Autrement dit, les politiques humaines doivent composer avec la géopolitique non humaine. Les communautés humaines doivent composer avec la sociologie sauvage qui nous entoure. L’objectif du Mallouestan est d’écouter, observer et être attentif à ce monde sauvage. Cela passe notamment par en faire un sujet de conversation mais aussi de vigilance à son égard. Ce monde sauvage doit être pris en compte dans nos décisions. Les intérêts des différents acteurs de la géopolitique sauvage dans lequel nous nous inscrivons doivent être évalués et respectés.
Une cohabitation
Une fois ces intérêts pris en compte il est possible d’imaginer une autre place que nous pouvons investir au sein de ces écosystèmes. Nous développons une approche de la cohabitation entre Homo sapiens et les écosystèmes qui diffère, par exemple, d’une approche centrée sur la minimisation des impacts et la restriction du territoire. Le fait de chercher à coexister en minimisant absolument tout impact sur les écosystèmes qui nous entourent a tendance à soutenir une frontière hermétique entre le monde humain et la nature sauvage. Au Mallouestan, nous cherchons donc à dépasser la coexistence et tendons vers la cohabitation. Par exemple, nous cherchons à construire des maisons qui, au-delà d’être sobres énergétiquement, laisse place aux autres membres de l’écosystème. Le cas de l’hirondelle qui, face aux nouvelles logiques de construction et de rénovation, se retrouve en difficulté pour la nidification illustre ce que nous souhaitons éviter. Nous voulons construire un mode de vie qui, contrairement aux logiques modernes, trouve sa place au sein de la géopolitique sauvage.
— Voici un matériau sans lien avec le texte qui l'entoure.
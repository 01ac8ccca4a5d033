use axum::{routing::get, Router};
use capsule_engine::ContainerRuntime;
use std::sync::Arc;

use crate::handlers;
use crate::AppState;

pub fn routes<R: ContainerRuntime>() -> Router<Arc<AppState<R>>> {
    Router::new()
        .route("/status", get(handlers::health_check))
        .route("/metrics", get(handlers::metrics_handler))
        .route("/session", get(handlers::open_session::<R>))
}
pub mod config;
pub mod error;
pub mod types;

pub use config::{LauncherConfig, PullPolicy};
pub use error::SessionError;
pub use types::{ContainerHandle, ExitStatus, SessionRequest, TerminalSize};
// Process shutdown: signal handling and draining of running sessions

use std::time::Duration;
use tokio_util::task::TaskTracker;
use tracing::warn;

/// Resolves on Ctrl-C or SIGTERM, whichever comes first
#[cfg(unix)]
pub async fn signal() {
    use tokio::signal::unix::{signal, SignalKind};

    let mut term = match signal(SignalKind::terminate()) {
        Ok(term) => term,
        Err(e) => {
            warn!(error = %e, "Cannot install SIGTERM handler; only Ctrl-C will shut down");
            let _ = tokio::signal::ctrl_c().await;
            return;
        }
    };

    tokio::select! {
        _ = tokio::signal::ctrl_c() => {},
        _ = term.recv() => {},
    }
}

#[cfg(not(unix))]
pub async fn signal() {
    let _ = tokio::signal::ctrl_c().await;
}

/// Stop admitting sessions and wait for the running ones to finish their cleanup.
/// Returns false if some were still running when `limit` ran out.
pub async fn drain_sessions(sessions: &TaskTracker, limit: Duration) -> bool {
    sessions.close();
    tokio::time::timeout(limit, sessions.wait()).await.is_ok()
}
Cette vision diffère de celle que nous avons déjà présentée qui, plutôt que de s’inscrire dans des espaces existants, accorde, comme si cela était par altruisme, des espaces au sauvage. Le Mallouestan cherche donc à cohabiter en tant qu’espèce parmi d’autres au sein des espaces sauvages qui nous préexistent, et ce n’est pas pour autant que nous n’allons pas porter de vigilence sur nos impacts et les espaces dans lesquels on se déplace ou que l’on investit.
Réensauvagement
Le réensauvagement d’espace agraire est devenu une stratégie répandue dans les milieux écologiques. Notre objectif pour des raisons écologiques et plus généralement politique est également un réensauvagement. C’est-à-dire, comme nous l’avons expliqué plus tôt, un rejet de la domestication. Autrement dit le rejet des logiques coloniales, de la civilisation que nous connaissons, de l’État et sa répression, de l’industrie et de ses technologies, ou de manière plus générale de la culture dominante ; la culture qui justifie et entretient la civilisation écocidaire coloniale et extractiviste qui nous a bercé·es. Concrètement, cela se manifeste au Mallouestan de différentes façons et à des échelles très variables. Pour certains c’est lécher son assiette, pour d’autres cela passe par refuser de nombreux tabous de la culture dominante, cela passe par la recherche de nouvelles stratégies répondant à nos besoins et permettant une vie épanouie sans les logiques que nous venons de décrire. Cela passe par chercher une place dans le monde sauvage en la défendant en toute solidarité. C’est aussi troquer les chauvinismes [hiérarchies et discriminations] courants (les hiérarchies comme culture > nature) et revendiquer une rupture avec la culture de la domestication.